— Но отравленная бумага для мух, Роджер, — возразил Алек, — что это было, чистое совпадение?
— Возможно. Но тогда как же он веселился про себя при мысли о таком потрясающем совпадении! Я бы, однако, не удивился, если бы узнал, что он каким-то образом сам подстроил это "совпадение". Было гак легко как-нибудь вечерком завести с женой разговор о косметике и невзначай упомянуть о домашнем способе получения мышьяка, предложить его настолько мимоходом, что жена потом бы и не вспомнила, что это предложение исходило от него. Она ведь сама знала о косметических свойствах мышьяка. Ему принадлежала только мысль о бумаге для мух. Но в любом случае, его это было предложение или нет, результат должен был бы его порадовать. Первую порцию мышьяка он принял сам, после пикника. А потом… Нет, я, знаете ли, снимаю перед Бентли шляпу и думаю, что можно наградить его званием Магистра преступлений. Не знаю, заслуживал ли подобного титула кто-нибудь из литературных героев, но мистер Бентли, реальный человек, заслужил его вполне.

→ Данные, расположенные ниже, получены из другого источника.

//! Substrate gateway with dynamic metadata decoding.

use std::collections::VecDeque;
use std::sync::atomic::{AtomicBool, Ordering};
use std::sync::{Arc, Mutex, PoisonError};

use async_trait::async_trait;
use subxt::backend::legacy::LegacyRpcMethods;
use subxt::backend::rpc::RpcClient;
use subxt::blocks::Block;
use subxt::events::Phase;
use subxt::utils::H256;
use subxt::{OnlineClient, PolkadotConfig};
use tokio::sync::OnceCell;
use tracing::{debug, info, instrument, trace};

use chronicle_core::error::{ChainError, ChainResult};
use chronicle_core::models::BlockHash;
use chronicle_core::ports::{ChainGateway, RawEvent, RawExtrinsic};

use crate::value::{fields_to_args, ss58};

/// Configuration for the Substrate gateway.
#[derive(Debug, Clone)]
pub struct SubstrateGatewayConfig {
    /// WebSocket URL (e.g., "ws://localhost:9944").
    pub ws_url: String,
}

impl Default for SubstrateGatewayConfig {
    fn default() -> Self {
        Self {
            ws_url: "ws://127.0.0.1:9944".to_string(),
        }
    }
}

pub type SubstrateBlock = Block<PolkadotConfig, OnlineClient<PolkadotConfig>>;

/// Blocks whose header and body stay shared between the per-block calls.
const RECENT_BLOCKS: usize = 32;

/// A block fetched once for `extrinsics_of`, `events_of` and `timestamp_of`.
#[derive(Default)]
struct FetchedBlock {
    block: OnceCell<SubstrateBlock>,
    extrinsics: OnceCell<Vec<RawExtrinsic>>,
}

/// Chain Access Gateway over a Substrate node.
///
/// Uses the legacy RPC backend: history lookups address arbitrary past
/// blocks by hash, which the chainHead API does not allow once a block is
/// unpinned.
pub struct SubstrateGateway {
    client: OnlineClient<PolkadotConfig>,
    rpc: LegacyRpcMethods<PolkadotConfig>,
    recent: Mutex<VecDeque<(BlockHash, Arc<FetchedBlock>)>>,
    closed: AtomicBool,
}

impl SubstrateGateway {
    /// Connect to a Substrate node.
    #[instrument(skip_all, fields(url = %config.ws_url))]
    pub async fn connect(config: &SubstrateGatewayConfig) -> ChainResult<Self> {
        debug!("Connecting to node");

        let rpc_client = RpcClient::from_url(&config.ws_url)
            .await
            .map_err(|e| ChainError::ConnectionFailed(e.to_string()))?;
        let client = OnlineClient::<PolkadotConfig>::from_rpc_client(rpc_client.clone())
            .await
            .map_err(|e| ChainError::ConnectionFailed(e.to_string()))?;
        let rpc = LegacyRpcMethods::<PolkadotConfig>::new(rpc_client);

        debug!(
            spec_version = client.runtime_version().spec_version,
            "Connected successfully"
        );

        Ok(Self {
            client,
            rpc,
            recent: Mutex::new(VecDeque::with_capacity(RECENT_BLOCKS)),
            closed: AtomicBool::new(false),
        })
    }

    /// Close the gateway. Later calls fail with `ConnectionFailed`.
    ///
    /// The socket itself is released when the last handle is dropped.
    pub fn close(&self) {
        if !self.closed.swap(true, Ordering::SeqCst) {
            info!("Chain gateway closed");
        }
    }

    pub fn is_closed(&self) -> bool {
        self.closed.load(Ordering::SeqCst)
    }

    fn ensure_open(&self) -> ChainResult<()> {
        if self.is_closed() {
            return Err(ChainError::ConnectionFailed("gateway is closed".into()));
        }
        Ok(())
    }

    /// Shared fetch state for a block, evicting the oldest entry when full.
    fn fetched(&self, hash: &BlockHash) -> ChainResult<Arc<FetchedBlock>> {
        self.ensure_open()?;
        let mut recent = self.recent.lock().unwrap_or_else(PoisonError::into_inner);
        if let Some((_, fetched)) = recent.iter().find(|(h, _)| h == hash) {
            return Ok(Arc::clone(fetched));
        }
        if recent.len() >= RECENT_BLOCKS {
            recent.pop_front();
        }
        let fetched = Arc::new(FetchedBlock::default());
        recent.push_back((*hash, Arc::clone(&fetched)));
        Ok(fetched)
    }

    async fn block<'a>(
        &self,
        fetched: &'a FetchedBlock,
        hash: &BlockHash,
    ) -> ChainResult<&'a SubstrateBlock> {
        fetched
            .block
            .get_or_try_init(|| async {
                self.client
                    .blocks()
                    .at(H256(hash.0))
                    .await
                    .map_err(|e| ChainError::Rpc(e.to_string()))
            })
            .await
    }

    async fn extrinsics<'a>(
        &self,
        fetched: &'a FetchedBlock,
        hash: &BlockHash,
    ) -> ChainResult<&'a [RawExtrinsic]> {
        let extrinsics = fetched
            .extrinsics
            .get_or_try_init(|| async {
                let block = self.block(fetched, hash).await?;
                decode_extrinsics(block).await
            })
            .await?;
        Ok(extrinsics)
    }
}

#[async_trait]
impl ChainGateway for SubstrateGateway {
    async fn current_height(&self) -> ChainResult<u64> {
        self.ensure_open()?;
        let head = self
            .client
            .blocks()
            .at_latest()
            .await
            .map_err(|e| ChainError::Rpc(e.to_string()))?;

        Ok(head.number() as u64)
    }

    async fn block_hash(&self, height: u64) -> ChainResult<BlockHash> {
        self.ensure_open()?;
        let hash = self
            .rpc
            .chain_get_block_hash(Some(height.into()))
            .await
            .map_err(|e| ChainError::Rpc(e.to_string()))?
            .ok_or(ChainError::BlockNotFound(height))?;

        Ok(BlockHash(hash.0))
    }

    async fn extrinsics_of(&self, hash: &BlockHash) -> ChainResult<Vec<RawExtrinsic>> {
        let fetched = self.fetched(hash)?;
        Ok(self.extrinsics(&fetched, hash).await?.to_vec())
    }

    async fn events_of(&self, hash: &BlockHash) -> ChainResult<Vec<RawEvent>> {
        let fetched = self.fetched(hash)?;
        let block = self.block(&fetched, hash).await?;
        decode_events(block).await
    }

    async fn timestamp_of(&self, hash: &BlockHash) -> ChainResult<u64> {
        let fetched = self.fetched(hash)?;
        let extrinsics = self.extrinsics(&fetched, hash).await?;
        timestamp_from_extrinsics(extrinsics).ok_or_else(|| ChainError::Decode {
            block: hash.to_hex(),
            message: "no decodable Timestamp.set inherent".into(),
        })
    }
}

// =============================================================================
// Block decoding helpers
// =============================================================================

fn decode_failure(block: &SubstrateBlock, message: impl ToString) -> ChainError {
    ChainError::Decode {
        block: block.number().to_string(),
        message: message.to_string(),
    }
}

/// Decode events from a block.
///
/// An event the runtime metadata cannot decode fails the whole block.
async fn decode_events(block: &SubstrateBlock) -> ChainResult<Vec<RawEvent>> {
    let events = block
        .events()
        .await
        .map_err(|e| ChainError::Rpc(e.to_string()))?;

    let mut raw_events = Vec::new();

    for (index, event) in events.iter().enumerate() {
        let ev = event.map_err(|e| decode_failure(block, e))?;
        let data = ev
            .field_values()
            .map(|composite| fields_to_args(&composite))
            .map_err(|e| decode_failure(block, e))?;

        let phase = match ev.phase() {
            Phase::ApplyExtrinsic(idx) => Some(idx),
            _ => None,
        };

        raw_events.push(RawEvent {
            index: index as u32,
            phase,
            pallet: ev.pallet_name().to_string(),
            method: ev.variant_name().to_string(),
            data,
        });
    }

    trace!(block = block.number(), count = raw_events.len(), "Decoded events");
    Ok(raw_events)
}

/// Decode extrinsics from a block.
async fn decode_extrinsics(block: &SubstrateBlock) -> ChainResult<Vec<RawExtrinsic>> {
    let extrinsics = block
        .extrinsics()
        .await
        .map_err(|e| ChainError::Rpc(e.to_string()))?;

    let mut raw_extrinsics = Vec::new();

    for ext in extrinsics.iter() {
        let pallet = ext.pallet_name().map_err(|e| decode_failure(block, e))?;
        let method = ext.variant_name().map_err(|e| decode_failure(block, e))?;
        let args = ext
            .field_values()
            .map(|composite| fields_to_args(&composite))
            .map_err(|e| decode_failure(block, e))?;

        let signer = ext.address_bytes().and_then(signer_address);
        if ext.is_signed() && signer.is_none() {
            trace!(index = ext.index(), "Unsupported signer address format");
        }

        raw_extrinsics.push(RawExtrinsic {
            index: ext.index(),
            hash: format!("0x{}", hex::encode(ext.hash().0)),
            pallet: pallet.to_string(),
            method: method.to_string(),
            signer,
            args,
        });
    }

    Ok(raw_extrinsics)
}

/// SS58 address of a signer from its encoded `MultiAddress`.
fn signer_address(bytes: &[u8]) -> Option<String> {
    let account = match bytes {
        // MultiAddress::Id
        [0, rest @ ..] if rest.len() == 32 => rest,
        raw if raw.len() == 32 => raw,
        _ => return None,
    };
    <[u8; 32]>::try_from(account).ok().map(ss58)
}

/// Block timestamp from the decoded `Timestamp.set` inherent.
fn timestamp_from_extrinsics(extrinsics: &[RawExtrinsic]) -> Option<u64> {
    extrinsics
        .iter()
        .find(|ext| ext.pallet == "Timestamp" && ext.method == "set")
        .and_then(|ext| ext.args.first())
        .and_then(parse_moment)
}

fn parse_moment(value: &serde_json::Value) -> Option<u64> {
    match value {
        serde_json::Value::String(s) => s.parse().ok(),
        serde_json::Value::Number(n) => n.as_u64(),
        _ => None,
    }
}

— Вряд ли можно назвать его настоящим преступником, — возразила Шейла, самоубийство это не преступление.
— Нет, оно является именно преступлением, так как это — убийство. Вы, малышка, забыли о главном. Неужели непонятно, что самоубийство он замыслил с намерением лишить жизни жену? У-б-и-т-ь ее — убить! Сделав все для того, чтобы ее несправедливо обвинили и казнили за то, что это она якобы отняла у него жизнь!
— Бож-же мой!
— Вот именно, боже мой! Но это еще не все! — продолжал, все больше возбуждаясь, Роджер. — Каким образом он собирается осуществить самоубийство? Да черт побери! Фактически заставив свою жену его убить! Вот в чем потрясающее хитроумие плана! Он вовсе не собирается, так сказать, взойти на подмостки и лишить себя жизни собственноручно, выпив чашу с ядом. О пег! Он все подстраивает так, чтобы его убили! Да это же… Впервые в жизни мне изменяет дар слова.
— Ну и ну! — воскликнул Алек, не уточняя, однако, чему он больше удивляется, хитроумию плана Бентли или тому, что Роджеру на время изменило красноречие.
— Нет, вы только представьте, человек планирует и разыгрывает собственное самоубийство, — продолжал Роджер, немного помолчав. — Вы только представьте, какая для этого потребовалась выдержка, вообразите его душевное и психическое состояние. Разумеемся, он был сумасшедший — самый явный, самый отъявленный, самый безумный сумасшедший, и в то же время он был дьявольски трезвомыслящ. Он вручает пакет с ядом жене и не только просит, он умоляет ее подсыпать ему ядовитый порошок в пищу. Он страдает от этого "лекарства", испытывает ужасающий дискомфорт, ему очень плохо, его тошнит, у него все внутренности чуть не выворачиваются наизнанку от рвоты, он едва не сходит с ума от болей и тем не менее просит, умоляет, чтобы ему постоянно давали его "лекарство". Нет, это просто невозможно описать!
— Ну и ну! — снова изумился Алек.
Шейла вдруг села, немного побледнев.
— Не надо, Роджер, — сказала она, запинаясь. — Не надо так… так достоверно…
— Господи, дорогая моя, простите, — виновато воскликнул Роджер, — меня слишком увлекло красноречие. Да, подробности довольно противные, я согласен.
— Я не столько подробности имела в виду, а реальность изображения. Я так наглядно себе представила, через что прошел этот ужасный человек.
— Что ж, давайте поговорим о чем-нибудь другом, поспешно предложил Роджер. — Я вовсе не желаю, чтобы вы бегали из дому всю ночь, мучаясь кошмарами. Алек, ну-ка придумай что-нибудь утешительное, давай вспоминать все слова на "б": букашки, белила, бандиты, Бирмингэм, браслеты, бутылки, ботинки, ботаника — останови меня, когда сам чего-нибудь вспомнишь, бульдозеры, библиографы, бабочки, бараны, бани, базилики, бодрость, багаж…
— Роджер, будьте благоразумны, — рассмеялась Шейла, — у вас "бе"-безумие.
— Вовсе нет, ну как, вам получше?
— Гораздо, благодарю вас.
— Можете продолжать обсуждение?
— Роджер! Хватит об меня ноги вытирать!
— Ну-у, леди пришла в чувство. Так, значит, вот на чем мы остановились: "Тайна Уичфордского отравления", как это дело называют в газетах, разгадана. Что вы на это скажете?